(Records from a data collection)

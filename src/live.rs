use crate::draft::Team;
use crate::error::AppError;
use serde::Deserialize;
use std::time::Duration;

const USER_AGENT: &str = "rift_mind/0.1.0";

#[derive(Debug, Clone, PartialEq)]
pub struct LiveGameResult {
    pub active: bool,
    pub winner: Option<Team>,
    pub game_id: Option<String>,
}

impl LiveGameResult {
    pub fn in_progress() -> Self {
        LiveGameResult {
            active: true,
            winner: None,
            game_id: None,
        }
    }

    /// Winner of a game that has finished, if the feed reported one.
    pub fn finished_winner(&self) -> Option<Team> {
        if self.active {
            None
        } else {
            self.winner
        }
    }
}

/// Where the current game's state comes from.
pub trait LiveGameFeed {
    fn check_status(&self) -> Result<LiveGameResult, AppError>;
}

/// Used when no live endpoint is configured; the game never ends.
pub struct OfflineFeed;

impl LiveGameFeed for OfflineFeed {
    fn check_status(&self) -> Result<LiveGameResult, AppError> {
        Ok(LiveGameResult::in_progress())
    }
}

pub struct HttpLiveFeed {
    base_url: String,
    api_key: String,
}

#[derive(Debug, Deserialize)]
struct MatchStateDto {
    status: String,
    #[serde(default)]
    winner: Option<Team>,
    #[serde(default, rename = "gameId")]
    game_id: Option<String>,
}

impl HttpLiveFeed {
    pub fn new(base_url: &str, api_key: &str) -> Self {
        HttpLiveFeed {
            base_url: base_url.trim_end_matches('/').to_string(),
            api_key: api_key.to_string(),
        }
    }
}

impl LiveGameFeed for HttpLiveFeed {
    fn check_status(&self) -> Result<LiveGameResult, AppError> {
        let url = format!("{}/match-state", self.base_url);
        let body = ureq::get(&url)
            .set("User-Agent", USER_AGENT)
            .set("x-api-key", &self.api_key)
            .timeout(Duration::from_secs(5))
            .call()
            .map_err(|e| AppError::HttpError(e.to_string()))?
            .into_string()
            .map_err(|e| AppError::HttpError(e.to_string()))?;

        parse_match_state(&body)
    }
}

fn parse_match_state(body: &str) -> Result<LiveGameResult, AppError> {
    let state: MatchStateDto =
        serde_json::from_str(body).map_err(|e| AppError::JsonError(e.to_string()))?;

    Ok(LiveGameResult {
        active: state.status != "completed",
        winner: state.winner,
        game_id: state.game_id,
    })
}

--

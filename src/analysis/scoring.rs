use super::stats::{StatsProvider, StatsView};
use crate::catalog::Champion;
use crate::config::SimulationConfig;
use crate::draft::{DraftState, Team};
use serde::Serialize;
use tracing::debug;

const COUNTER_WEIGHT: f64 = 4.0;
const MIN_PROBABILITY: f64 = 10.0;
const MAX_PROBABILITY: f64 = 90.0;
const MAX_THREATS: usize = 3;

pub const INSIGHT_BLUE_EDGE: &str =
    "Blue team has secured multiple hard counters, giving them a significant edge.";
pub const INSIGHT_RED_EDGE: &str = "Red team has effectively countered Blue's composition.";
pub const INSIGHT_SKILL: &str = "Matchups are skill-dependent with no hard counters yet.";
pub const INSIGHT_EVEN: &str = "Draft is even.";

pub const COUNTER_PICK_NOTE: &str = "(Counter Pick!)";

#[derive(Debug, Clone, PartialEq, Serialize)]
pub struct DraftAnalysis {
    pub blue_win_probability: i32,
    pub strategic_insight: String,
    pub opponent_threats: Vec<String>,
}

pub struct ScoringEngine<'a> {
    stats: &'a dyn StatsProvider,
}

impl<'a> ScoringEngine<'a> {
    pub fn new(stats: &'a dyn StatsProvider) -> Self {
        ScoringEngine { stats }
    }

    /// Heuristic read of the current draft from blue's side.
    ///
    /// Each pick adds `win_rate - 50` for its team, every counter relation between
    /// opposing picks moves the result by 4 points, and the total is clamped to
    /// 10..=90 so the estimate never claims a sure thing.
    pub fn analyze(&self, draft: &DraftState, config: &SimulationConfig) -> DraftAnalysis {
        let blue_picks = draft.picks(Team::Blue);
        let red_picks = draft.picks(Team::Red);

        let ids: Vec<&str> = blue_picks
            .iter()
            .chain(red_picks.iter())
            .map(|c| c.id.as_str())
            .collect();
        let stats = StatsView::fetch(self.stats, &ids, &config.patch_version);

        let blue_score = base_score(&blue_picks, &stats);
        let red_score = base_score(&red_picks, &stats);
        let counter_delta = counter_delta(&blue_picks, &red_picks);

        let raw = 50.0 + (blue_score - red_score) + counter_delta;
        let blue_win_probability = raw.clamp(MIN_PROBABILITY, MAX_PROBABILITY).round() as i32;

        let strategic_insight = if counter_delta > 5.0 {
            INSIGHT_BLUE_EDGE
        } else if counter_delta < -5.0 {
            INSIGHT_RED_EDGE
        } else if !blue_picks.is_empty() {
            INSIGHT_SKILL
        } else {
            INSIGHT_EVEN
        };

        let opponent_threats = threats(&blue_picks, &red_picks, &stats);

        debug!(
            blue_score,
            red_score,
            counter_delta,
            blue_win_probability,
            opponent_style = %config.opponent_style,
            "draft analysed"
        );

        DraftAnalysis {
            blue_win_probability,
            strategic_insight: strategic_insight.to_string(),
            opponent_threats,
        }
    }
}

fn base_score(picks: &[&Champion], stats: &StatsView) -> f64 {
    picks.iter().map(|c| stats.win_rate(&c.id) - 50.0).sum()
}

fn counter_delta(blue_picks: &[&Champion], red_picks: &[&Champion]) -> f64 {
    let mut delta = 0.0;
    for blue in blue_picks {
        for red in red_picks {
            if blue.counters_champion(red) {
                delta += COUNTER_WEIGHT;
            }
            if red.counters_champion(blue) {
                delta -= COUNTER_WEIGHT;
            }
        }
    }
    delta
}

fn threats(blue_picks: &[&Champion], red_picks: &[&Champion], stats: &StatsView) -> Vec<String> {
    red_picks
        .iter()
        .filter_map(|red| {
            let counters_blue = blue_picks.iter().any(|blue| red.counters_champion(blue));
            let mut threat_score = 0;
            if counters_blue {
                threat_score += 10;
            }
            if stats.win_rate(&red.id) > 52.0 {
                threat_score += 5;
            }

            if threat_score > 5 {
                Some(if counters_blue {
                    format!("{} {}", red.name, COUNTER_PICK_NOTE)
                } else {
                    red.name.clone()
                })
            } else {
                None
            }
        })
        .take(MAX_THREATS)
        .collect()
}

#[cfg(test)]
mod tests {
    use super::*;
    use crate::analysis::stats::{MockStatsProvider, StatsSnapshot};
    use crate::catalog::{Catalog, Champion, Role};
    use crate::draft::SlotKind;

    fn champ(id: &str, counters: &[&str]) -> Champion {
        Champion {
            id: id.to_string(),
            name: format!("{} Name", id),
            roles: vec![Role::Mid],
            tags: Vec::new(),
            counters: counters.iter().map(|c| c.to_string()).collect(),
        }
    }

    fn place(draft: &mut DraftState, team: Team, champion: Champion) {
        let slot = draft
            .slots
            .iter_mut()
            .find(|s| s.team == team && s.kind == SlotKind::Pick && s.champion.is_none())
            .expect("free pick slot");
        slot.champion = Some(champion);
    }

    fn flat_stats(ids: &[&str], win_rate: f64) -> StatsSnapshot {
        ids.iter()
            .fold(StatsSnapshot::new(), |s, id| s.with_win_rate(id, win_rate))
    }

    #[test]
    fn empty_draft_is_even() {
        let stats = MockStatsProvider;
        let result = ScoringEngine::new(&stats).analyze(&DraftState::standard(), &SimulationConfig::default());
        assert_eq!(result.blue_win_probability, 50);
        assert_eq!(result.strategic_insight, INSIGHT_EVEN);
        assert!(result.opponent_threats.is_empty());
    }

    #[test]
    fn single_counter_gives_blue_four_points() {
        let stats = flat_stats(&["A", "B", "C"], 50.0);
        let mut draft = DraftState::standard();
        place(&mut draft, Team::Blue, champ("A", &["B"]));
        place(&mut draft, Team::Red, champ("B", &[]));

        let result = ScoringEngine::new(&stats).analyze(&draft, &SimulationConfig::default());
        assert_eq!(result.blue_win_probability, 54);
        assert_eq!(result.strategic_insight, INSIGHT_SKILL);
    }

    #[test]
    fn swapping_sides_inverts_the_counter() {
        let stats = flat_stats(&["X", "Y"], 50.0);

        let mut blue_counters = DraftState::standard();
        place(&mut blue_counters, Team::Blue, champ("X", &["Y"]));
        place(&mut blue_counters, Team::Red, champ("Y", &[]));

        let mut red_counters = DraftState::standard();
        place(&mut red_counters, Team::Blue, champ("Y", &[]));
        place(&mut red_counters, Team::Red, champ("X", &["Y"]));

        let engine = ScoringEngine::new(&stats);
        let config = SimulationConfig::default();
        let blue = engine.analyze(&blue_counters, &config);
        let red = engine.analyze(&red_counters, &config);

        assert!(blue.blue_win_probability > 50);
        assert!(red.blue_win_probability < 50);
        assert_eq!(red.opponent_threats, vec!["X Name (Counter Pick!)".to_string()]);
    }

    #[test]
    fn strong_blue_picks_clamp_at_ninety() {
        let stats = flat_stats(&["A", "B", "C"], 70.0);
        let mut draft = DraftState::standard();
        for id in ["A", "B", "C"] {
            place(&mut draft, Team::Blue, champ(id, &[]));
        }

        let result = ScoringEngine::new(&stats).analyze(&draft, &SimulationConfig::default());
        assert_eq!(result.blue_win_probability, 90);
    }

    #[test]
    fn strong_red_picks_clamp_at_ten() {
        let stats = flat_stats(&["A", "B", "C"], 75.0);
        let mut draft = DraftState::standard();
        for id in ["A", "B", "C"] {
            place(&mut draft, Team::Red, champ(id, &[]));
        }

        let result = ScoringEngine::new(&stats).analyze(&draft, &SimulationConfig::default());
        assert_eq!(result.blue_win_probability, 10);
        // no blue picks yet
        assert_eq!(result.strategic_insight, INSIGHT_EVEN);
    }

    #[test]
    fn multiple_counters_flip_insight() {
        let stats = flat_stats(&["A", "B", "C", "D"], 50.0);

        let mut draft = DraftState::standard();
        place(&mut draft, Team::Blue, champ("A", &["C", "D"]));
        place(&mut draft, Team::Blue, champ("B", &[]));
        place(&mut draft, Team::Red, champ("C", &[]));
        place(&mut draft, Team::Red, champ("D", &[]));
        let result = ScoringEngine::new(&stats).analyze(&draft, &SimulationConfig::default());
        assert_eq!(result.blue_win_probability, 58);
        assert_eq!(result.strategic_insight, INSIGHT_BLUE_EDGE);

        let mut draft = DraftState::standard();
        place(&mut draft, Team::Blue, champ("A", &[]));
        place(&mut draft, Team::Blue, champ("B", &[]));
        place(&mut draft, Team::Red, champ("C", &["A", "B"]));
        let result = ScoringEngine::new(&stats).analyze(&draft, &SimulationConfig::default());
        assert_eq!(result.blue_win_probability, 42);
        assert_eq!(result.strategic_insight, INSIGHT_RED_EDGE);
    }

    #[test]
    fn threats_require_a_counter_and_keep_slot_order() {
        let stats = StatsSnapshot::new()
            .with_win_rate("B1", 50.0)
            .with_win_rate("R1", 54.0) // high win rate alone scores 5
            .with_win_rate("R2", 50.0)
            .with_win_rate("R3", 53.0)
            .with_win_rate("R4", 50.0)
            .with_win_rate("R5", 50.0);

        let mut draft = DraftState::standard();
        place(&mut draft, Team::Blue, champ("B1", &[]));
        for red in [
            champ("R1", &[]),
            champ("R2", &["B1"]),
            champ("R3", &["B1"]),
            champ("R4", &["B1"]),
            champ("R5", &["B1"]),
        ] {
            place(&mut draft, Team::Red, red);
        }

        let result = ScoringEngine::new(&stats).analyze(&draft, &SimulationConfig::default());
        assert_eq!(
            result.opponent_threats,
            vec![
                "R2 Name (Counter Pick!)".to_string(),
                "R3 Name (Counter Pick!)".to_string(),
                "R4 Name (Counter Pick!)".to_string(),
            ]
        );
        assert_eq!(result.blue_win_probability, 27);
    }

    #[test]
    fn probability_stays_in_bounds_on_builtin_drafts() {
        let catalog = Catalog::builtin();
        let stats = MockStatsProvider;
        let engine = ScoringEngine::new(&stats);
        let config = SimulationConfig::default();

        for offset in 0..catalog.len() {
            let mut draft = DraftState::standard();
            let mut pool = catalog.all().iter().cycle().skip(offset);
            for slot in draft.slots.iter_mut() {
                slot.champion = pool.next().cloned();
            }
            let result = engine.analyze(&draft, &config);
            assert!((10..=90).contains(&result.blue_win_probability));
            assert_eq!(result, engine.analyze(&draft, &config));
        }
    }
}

...

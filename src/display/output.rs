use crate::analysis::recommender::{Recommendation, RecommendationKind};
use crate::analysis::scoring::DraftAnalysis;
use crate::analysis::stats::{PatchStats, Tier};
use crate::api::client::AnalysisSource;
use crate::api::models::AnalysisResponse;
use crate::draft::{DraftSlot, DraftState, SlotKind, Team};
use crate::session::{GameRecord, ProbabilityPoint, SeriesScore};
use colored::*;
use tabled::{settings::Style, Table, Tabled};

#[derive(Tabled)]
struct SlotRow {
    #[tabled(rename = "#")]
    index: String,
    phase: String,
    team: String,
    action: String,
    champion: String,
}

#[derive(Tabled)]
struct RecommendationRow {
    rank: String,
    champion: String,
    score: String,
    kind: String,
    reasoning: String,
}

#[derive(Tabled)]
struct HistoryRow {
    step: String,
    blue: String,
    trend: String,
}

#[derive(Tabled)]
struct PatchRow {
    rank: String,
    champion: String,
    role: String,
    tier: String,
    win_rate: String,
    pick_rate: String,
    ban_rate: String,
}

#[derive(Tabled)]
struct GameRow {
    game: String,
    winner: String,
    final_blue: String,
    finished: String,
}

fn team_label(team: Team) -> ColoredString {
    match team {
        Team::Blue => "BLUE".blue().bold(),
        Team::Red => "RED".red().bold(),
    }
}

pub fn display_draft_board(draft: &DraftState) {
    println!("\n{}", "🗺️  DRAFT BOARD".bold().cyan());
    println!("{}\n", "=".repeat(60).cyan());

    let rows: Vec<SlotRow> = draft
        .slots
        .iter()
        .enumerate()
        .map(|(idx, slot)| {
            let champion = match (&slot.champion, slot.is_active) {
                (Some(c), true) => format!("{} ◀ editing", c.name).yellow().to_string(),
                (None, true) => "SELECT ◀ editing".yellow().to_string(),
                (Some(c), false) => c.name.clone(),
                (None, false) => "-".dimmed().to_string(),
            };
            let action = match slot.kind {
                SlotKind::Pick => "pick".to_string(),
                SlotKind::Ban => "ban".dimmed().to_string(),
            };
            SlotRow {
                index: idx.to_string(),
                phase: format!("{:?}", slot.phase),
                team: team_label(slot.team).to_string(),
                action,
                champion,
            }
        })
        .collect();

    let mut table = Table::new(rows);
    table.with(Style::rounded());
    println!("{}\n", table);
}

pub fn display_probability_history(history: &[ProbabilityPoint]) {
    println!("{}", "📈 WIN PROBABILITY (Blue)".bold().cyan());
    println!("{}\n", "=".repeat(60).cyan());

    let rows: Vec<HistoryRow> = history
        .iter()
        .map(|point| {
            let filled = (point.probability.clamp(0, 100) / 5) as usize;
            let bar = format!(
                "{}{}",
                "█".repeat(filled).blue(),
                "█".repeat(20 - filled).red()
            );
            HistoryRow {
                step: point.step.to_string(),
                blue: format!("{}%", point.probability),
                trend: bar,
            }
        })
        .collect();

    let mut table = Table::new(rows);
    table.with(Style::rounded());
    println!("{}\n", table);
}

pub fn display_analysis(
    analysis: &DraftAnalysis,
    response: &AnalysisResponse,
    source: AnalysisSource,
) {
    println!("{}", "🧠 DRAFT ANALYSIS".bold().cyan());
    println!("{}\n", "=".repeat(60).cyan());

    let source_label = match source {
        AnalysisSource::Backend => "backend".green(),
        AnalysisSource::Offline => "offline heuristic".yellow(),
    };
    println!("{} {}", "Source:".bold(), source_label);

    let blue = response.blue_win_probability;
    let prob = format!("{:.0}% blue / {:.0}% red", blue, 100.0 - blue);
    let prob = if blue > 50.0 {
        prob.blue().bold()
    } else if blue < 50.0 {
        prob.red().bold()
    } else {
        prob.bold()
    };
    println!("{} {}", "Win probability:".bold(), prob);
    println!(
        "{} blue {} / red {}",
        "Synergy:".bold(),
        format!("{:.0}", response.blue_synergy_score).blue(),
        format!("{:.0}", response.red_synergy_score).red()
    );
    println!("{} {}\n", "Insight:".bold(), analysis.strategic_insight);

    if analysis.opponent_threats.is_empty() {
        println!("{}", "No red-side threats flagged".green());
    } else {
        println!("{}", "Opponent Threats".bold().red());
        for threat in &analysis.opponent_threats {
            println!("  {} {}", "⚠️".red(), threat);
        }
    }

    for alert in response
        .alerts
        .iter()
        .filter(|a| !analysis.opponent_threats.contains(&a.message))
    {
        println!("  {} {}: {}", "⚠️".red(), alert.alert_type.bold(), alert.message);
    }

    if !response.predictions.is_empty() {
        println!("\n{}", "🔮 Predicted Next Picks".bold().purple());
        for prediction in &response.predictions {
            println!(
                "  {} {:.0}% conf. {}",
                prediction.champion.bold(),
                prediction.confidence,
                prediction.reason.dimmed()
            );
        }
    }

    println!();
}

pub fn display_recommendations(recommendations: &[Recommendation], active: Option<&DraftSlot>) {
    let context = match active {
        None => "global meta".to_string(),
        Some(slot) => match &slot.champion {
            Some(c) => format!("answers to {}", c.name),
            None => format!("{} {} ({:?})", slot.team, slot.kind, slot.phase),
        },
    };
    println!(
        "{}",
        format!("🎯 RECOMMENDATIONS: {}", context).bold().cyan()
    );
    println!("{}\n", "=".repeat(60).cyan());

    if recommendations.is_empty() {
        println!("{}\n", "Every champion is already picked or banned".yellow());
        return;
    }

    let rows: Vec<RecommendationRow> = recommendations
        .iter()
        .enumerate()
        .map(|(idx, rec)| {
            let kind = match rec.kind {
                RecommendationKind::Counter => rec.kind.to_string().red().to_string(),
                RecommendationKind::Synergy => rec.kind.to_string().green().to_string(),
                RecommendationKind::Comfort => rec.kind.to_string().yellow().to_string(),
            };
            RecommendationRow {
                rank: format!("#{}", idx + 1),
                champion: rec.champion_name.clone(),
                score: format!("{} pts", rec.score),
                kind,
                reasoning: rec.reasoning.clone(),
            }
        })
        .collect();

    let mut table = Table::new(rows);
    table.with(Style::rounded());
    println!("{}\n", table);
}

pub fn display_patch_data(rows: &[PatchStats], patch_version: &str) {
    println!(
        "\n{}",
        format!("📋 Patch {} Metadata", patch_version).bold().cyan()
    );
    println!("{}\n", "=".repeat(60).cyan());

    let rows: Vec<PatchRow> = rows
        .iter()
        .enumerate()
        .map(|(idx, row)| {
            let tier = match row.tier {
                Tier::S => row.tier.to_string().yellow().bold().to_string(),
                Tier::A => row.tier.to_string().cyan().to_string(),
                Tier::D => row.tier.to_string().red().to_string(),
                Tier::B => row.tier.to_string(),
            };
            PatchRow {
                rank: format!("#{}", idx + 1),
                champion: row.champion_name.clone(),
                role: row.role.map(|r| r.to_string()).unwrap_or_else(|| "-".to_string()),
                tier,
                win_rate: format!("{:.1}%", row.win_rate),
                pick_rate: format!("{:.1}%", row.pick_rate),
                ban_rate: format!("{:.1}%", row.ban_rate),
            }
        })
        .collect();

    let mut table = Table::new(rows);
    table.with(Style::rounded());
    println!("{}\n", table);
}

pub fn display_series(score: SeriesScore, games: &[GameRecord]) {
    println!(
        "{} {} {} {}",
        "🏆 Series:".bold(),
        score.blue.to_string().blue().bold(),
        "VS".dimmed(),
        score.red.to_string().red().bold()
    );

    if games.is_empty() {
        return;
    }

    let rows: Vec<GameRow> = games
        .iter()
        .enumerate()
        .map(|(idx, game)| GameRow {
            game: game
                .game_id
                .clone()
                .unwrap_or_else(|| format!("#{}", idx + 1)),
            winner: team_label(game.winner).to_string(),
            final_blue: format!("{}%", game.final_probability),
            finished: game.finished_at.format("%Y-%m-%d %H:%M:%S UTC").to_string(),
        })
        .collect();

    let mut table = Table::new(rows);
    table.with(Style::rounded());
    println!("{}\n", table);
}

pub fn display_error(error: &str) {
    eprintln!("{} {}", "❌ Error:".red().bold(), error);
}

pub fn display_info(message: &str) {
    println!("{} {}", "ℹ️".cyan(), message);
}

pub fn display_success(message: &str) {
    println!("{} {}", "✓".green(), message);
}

▶ _TASK OBJECTIVE_
Filter the records above for the string "PatchStats" and copy each matching line.

▶ _EXPECTED OUTPUT_
use crate::analysis::stats::{PatchStats, Tier};
pub fn display_patch_data(rows: &[PatchStats], patch_version: &str) {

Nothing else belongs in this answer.